For those who missed the opportunity to personally be at Warbirds in Review, all the programs are available through UFlyTV.com.
The number and variety of Van’s RVs parked together at AirVenture continues to amaze. It looked like at least a football field full of them.
The Bally Bomber, a one-third scale replica of a B-17, was one of the most unique homebuilts at AirVenture, but it was easy to overlook because it was parked in the replica warbird area. The result of 17 years of work by Jack Bally, the plane was flown to Oshkosh from Dixon, Illinois.
AFTERNOON AND EVENING AIRSHOWS
The usual great line-up of airshow performers was featured at AirVenture again this year, with the new and unique “Yak-110” standing out from the crowd. The plane is a marriage of two radial engine Yak-55s plus a jet engine and the new act wowed the crowd.
An “only in Oshkosh” moment occurred late in the week when the Blue Angels surprised almost everyone by doing several fly-bys on their way to an airshow in Fargo, North Dakota. Just a few people at EAA knew of their planned arrival, which was timed to come at the end of the national anthem opening the afternoon show.
A first time night airshow act was a computer-controlled formation flight of a reported 60 drones equipped with lights.
Although not technically an airshow, the short takeoff and landing competition held several evenings during the week at the “Fun Fly Zone” grass strip adjacent to the ultralight area continued to draw standing room only crowds.
This year the plane that “STOL” the show was Mike Patey’s “Draco” a much-modified Wilga airframe powered by a 680 hp PT6A turbine engine he installed at his Spanish Fork, Utah hangar. As the turbine spooled up, the trailing link main landing gear allowed the plane to “crouch” prior to brake release like a tiger getting ready to pounce. The plane’s landing roll was shortened by reversing the prop into beta upon touchdown. Check it out on YouTube.
EAA’s seaplane base, located just southeast of the airport on Lake Winnebago, is always a favorite stop. Despite being used only one week a year, significant improvements have been made to the facility and it’s always worth the short bus ride.
Among the aircraft introduced at AirVenture was Vashon Aircraft’s Ranger R7. Visualize a high wing RV and you get the picture. Its two-person cockpit has plenty of room for baggage and the seats fold flat to create a space large enough for sleeping. Aimed at flight schools and recreational pilots, the plane wears 600-6 tires that would work well for backcountry adventures.
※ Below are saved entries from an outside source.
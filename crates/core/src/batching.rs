//! Batch import item, status snapshot and the pure arithmetic behind the
//! batch import controller: batch sizing, retry backoff, progress and ETA.
//!
//! The controller itself (async, owns the status) lives in
//! `orgimport-pipeline`; everything here is deterministic and testable
//! without a runtime.

use std::time::Duration;

use serde::{Deserialize, Serialize};

// ---------------------------------------------------------------------------
// Constants
// ---------------------------------------------------------------------------

/// Number of batches the adaptive sizing aims for.
pub const TARGET_BATCH_COUNT: usize = 20;

/// Default lower bound for adaptive batch sizes.
pub const DEFAULT_MIN_BATCH_SIZE: usize = 5;

/// Default upper bound for adaptive batch sizes.
pub const DEFAULT_MAX_BATCH_SIZE: usize = 100;

// ---------------------------------------------------------------------------
// Items and outcomes
// ---------------------------------------------------------------------------

/// The unit submitted to the remote processor.
#[derive(Debug, Clone, PartialEq, Serialize, Deserialize)]
pub struct BatchImportItem {
    pub id: String,
    /// Dot-separated operation name, e.g. `"department.create"`.
    pub item_type: String,
    pub payload: serde_json::Value,
}

impl BatchImportItem {
    pub fn new(
        id: impl Into<String>,
        item_type: impl Into<String>,
        payload: serde_json::Value,
    ) -> Self {
        Self {
            id: id.into(),
            item_type: item_type.into(),
            payload,
        }
    }
}

/// An item the processor could not apply, with the reason it gave.
#[derive(Debug, Clone, PartialEq, Serialize, Deserialize)]
pub struct ItemFailure {
    pub item: BatchImportItem,
    pub error: String,
}

/// What one processor call reports back for its batch.
#[derive(Debug, Clone, Default, PartialEq, Serialize, Deserialize)]
pub struct BatchOutcome {
    pub succeeded: Vec<BatchImportItem>,
    pub failed: Vec<ItemFailure>,
}

impl BatchOutcome {
    pub fn all_succeeded(items: &[BatchImportItem]) -> Self {
        Self {
            succeeded: items.to_vec(),
            failed: Vec::new(),
        }
    }

    /// Every item fails with the same error (e.g. the whole call failed).
    pub fn all_failed(items: &[BatchImportItem], error: &str) -> Self {
        Self {
            succeeded: Vec::new(),
            failed: items
                .iter()
                .map(|item| ItemFailure {
                    item: item.clone(),
                    error: error.to_string(),
                })
                .collect(),
        }
    }
}

/// A permanent failure recorded in the status once retries are exhausted.
#[derive(Debug, Clone, PartialEq, Eq, Serialize, Deserialize)]
pub struct ImportErrorEntry {
    pub item_id: String,
    pub item_type: String,
    pub error: String,
    /// Total processor calls that included the item.
    pub attempts: u32,
}

// ---------------------------------------------------------------------------
// Controller state
// ---------------------------------------------------------------------------

/// Lifecycle of a batch import controller.
#[derive(Debug, Clone, Copy, PartialEq, Eq, Serialize, Deserialize)]
#[serde(rename_all = "snake_case")]
pub enum ControllerState {
    Idle,
    Running,
    Paused,
    Completed,
    Cancelled,
    Failed,
}

impl ControllerState {
    pub fn as_str(&self) -> &'static str {
        match self {
            Self::Idle => "idle",
            Self::Running => "running",
            Self::Paused => "paused",
            Self::Completed => "completed",
            Self::Cancelled => "cancelled",
            Self::Failed => "failed",
        }
    }

    pub fn label(&self) -> &'static str {
        match self {
            Self::Idle => "Idle",
            Self::Running => "Running",
            Self::Paused => "Paused",
            Self::Completed => "Completed",
            Self::Cancelled => "Cancelled",
            Self::Failed => "Failed",
        }
    }

    pub fn is_terminal(&self) -> bool {
        matches!(self, Self::Completed | Self::Cancelled | Self::Failed)
    }
}

impl std::fmt::Display for ControllerState {
    fn fmt(&self, f: &mut std::fmt::Formatter<'_>) -> std::fmt::Result {
        f.write_str(self.as_str())
    }
}

// ---------------------------------------------------------------------------
// Status snapshot
// ---------------------------------------------------------------------------

/// Immutable progress snapshot published by the controller.
///
/// `processed == succeeded + failed` always holds; items waiting for a
/// retry are counted in `retrying` and not yet in `processed`.
#[derive(Debug, Clone, PartialEq, Serialize, Deserialize)]
pub struct BatchImportStatus {
    /// Increases by one with every published snapshot.
    pub version: u64,
    pub state: ControllerState,
    pub total: usize,
    pub processed: usize,
    pub succeeded: usize,
    pub failed: usize,
    pub retrying: usize,
    /// 1-based index of the batch in flight (0 before the first batch).
    pub current_batch: usize,
    pub total_batches: usize,
    /// Fraction in `0.0..=1.0`.
    pub progress: f64,
    pub elapsed_ms: u64,
    /// Processed items per second.
    pub throughput: f64,
    #[serde(skip_serializing_if = "Option::is_none")]
    pub estimated_time_remaining_ms: Option<u64>,
    pub is_paused: bool,
    pub is_cancelled: bool,
    pub is_complete: bool,
    pub errors: Vec<ImportErrorEntry>,
}

impl BatchImportStatus {
    pub fn new(total: usize, total_batches: usize) -> Self {
        Self {
            version: 0,
            state: ControllerState::Idle,
            total,
            processed: 0,
            succeeded: 0,
            failed: 0,
            retrying: 0,
            current_batch: 0,
            total_batches,
            progress: 0.0,
            elapsed_ms: 0,
            throughput: 0.0,
            estimated_time_remaining_ms: None,
            is_paused: false,
            is_cancelled: false,
            is_complete: false,
            errors: Vec::new(),
        }
    }

    pub fn remaining(&self) -> usize {
        self.total.saturating_sub(self.processed)
    }

    /// Recompute progress, throughput and ETA for the given elapsed time.
    pub fn recompute(&mut self, elapsed: Duration) {
        self.elapsed_ms = elapsed.as_millis() as u64;
        self.progress = progress_fraction(self.processed, self.total, self.is_complete);
        self.throughput = throughput(self.processed, elapsed);
        self.estimated_time_remaining_ms = if self.is_complete {
            Some(0)
        } else {
            estimate_remaining(self.processed, self.total, elapsed).map(|d| d.as_millis() as u64)
        };
    }

    pub fn is_consistent(&self) -> bool {
        self.processed == self.succeeded + self.failed
    }

    /// The compact view for small progress widgets.
    pub fn compact(&self) -> StatusLine {
        StatusLine {
            state: self.state,
            processed: self.processed,
            total: self.total,
            percent: (self.progress * 100.0).round().clamp(0.0, 100.0) as u8,
            failed: self.failed,
            estimated_time_remaining_ms: self.estimated_time_remaining_ms,
        }
    }
}

/// Compact status view.
#[derive(Debug, Clone, Copy, PartialEq, Eq, Serialize, Deserialize)]
pub struct StatusLine {
    pub state: ControllerState,
    pub processed: usize,
    pub total: usize,
    pub percent: u8,
    pub failed: usize,
    pub estimated_time_remaining_ms: Option<u64>,
}

impl std::fmt::Display for StatusLine {
    fn fmt(&self, f: &mut std::fmt::Formatter<'_>) -> std::fmt::Result {
        write!(
            f,
            "{}: {}/{} ({}%)",
            self.state.label(),
            self.processed,
            self.total,
            self.percent
        )?;
        if self.failed > 0 {
            write!(f, ", {} failed", self.failed)?;
        }
        if let Some(ms) = self.estimated_time_remaining_ms.filter(|ms| *ms > 0) {
            write!(f, ", ~{}s left", ms.div_ceil(1000))?;
        }
        Ok(())
    }
}

// ---------------------------------------------------------------------------
// Pure functions
// ---------------------------------------------------------------------------

/// Pick a batch size for `total` items.
///
/// Aims for [`TARGET_BATCH_COUNT`] batches, clamped to `[min, max]`: large
/// imports get bigger batches (fewer round trips), small ones smaller
/// batches (more frequent progress).
pub fn compute_batch_size(total: usize, min: usize, max: usize) -> usize {
    let min = min.max(1);
    let max = max.max(min);
    total.div_ceil(TARGET_BATCH_COUNT).clamp(min, max)
}

/// Split items into consecutive batches of `size`, preserving order.
pub fn partition_batches<T>(items: Vec<T>, size: usize) -> Vec<Vec<T>> {
    let size = size.max(1);
    let mut batches = Vec::with_capacity(items.len().div_ceil(size));
    let mut iter = items.into_iter().peekable();
    while iter.peek().is_some() {
        batches.push(iter.by_ref().take(size).collect());
    }
    batches
}

/// Delay before retry `attempt` (1-based): `base × multiplier^(attempt-1)`,
/// clamped to `max`.
pub fn backoff_delay(base: Duration, multiplier: f64, attempt: u32, max: Duration) -> Duration {
    let exponent = attempt.saturating_sub(1) as i32;
    let ms = base.as_millis() as f64 * multiplier.max(1.0).powi(exponent);
    if !ms.is_finite() || ms >= max.as_millis() as f64 {
        return max;
    }
    Duration::from_millis(ms as u64)
}

/// Fraction of items processed. An empty, completed run counts as done.
pub fn progress_fraction(processed: usize, total: usize, is_complete: bool) -> f64 {
    if total == 0 {
        return if is_complete { 1.0 } else { 0.0 };
    }
    (processed as f64 / total as f64).clamp(0.0, 1.0)
}

/// Observed processed items per second.
pub fn throughput(processed: usize, elapsed: Duration) -> f64 {
    let secs = elapsed.as_secs_f64();
    if secs <= 0.0 {
        return 0.0;
    }
    processed as f64 / secs
}

/// Extrapolate remaining time from throughput so far.
///
/// `None` until at least one item has been processed.
pub fn estimate_remaining(processed: usize, total: usize, elapsed: Duration) -> Option<Duration> {
    let rate = throughput(processed, elapsed);
    if processed == 0 || rate <= 0.0 {
        return None;
    }
    let remaining = total.saturating_sub(processed) as f64;
    Some(Duration::from_secs_f64(remaining / rate))
}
Perhaps the most unusual flying machine on display this year was the BlackFly by Opener, which looked somewhat like a large drone with a single seat.
Described as an ultralight all-electric personal vehicle that does not require a pilot’s license or special skills to operate, the aircraft has eight small electrically-driven props, with four per wing. Although only on static display at AirVenture, a simulator was available and the flight controls were intuitive.
A demo of Epic Eagle’s $1,699 head-up display (HUD) for general aviation aircraft was impressive and it was interesting to note that Textron is now offering them in new Cessnas.
A portable device that mounts on the glare shield of most GA aircraft, the HUD projects critical flight data right in front of the pilot’s eyes, which reduces the need to look down in the cockpit while flying, especially during approaches.
‘TIL NEXT YEAR
As EAA founder Paul Poberezny often said, it’s the airplanes that bring us together, but it’s the people that bring us back. And so it is with fond memories that we have AirVenture 2018 in the rear view mirror and look forward to next year. The 2019 dates are July 22-28.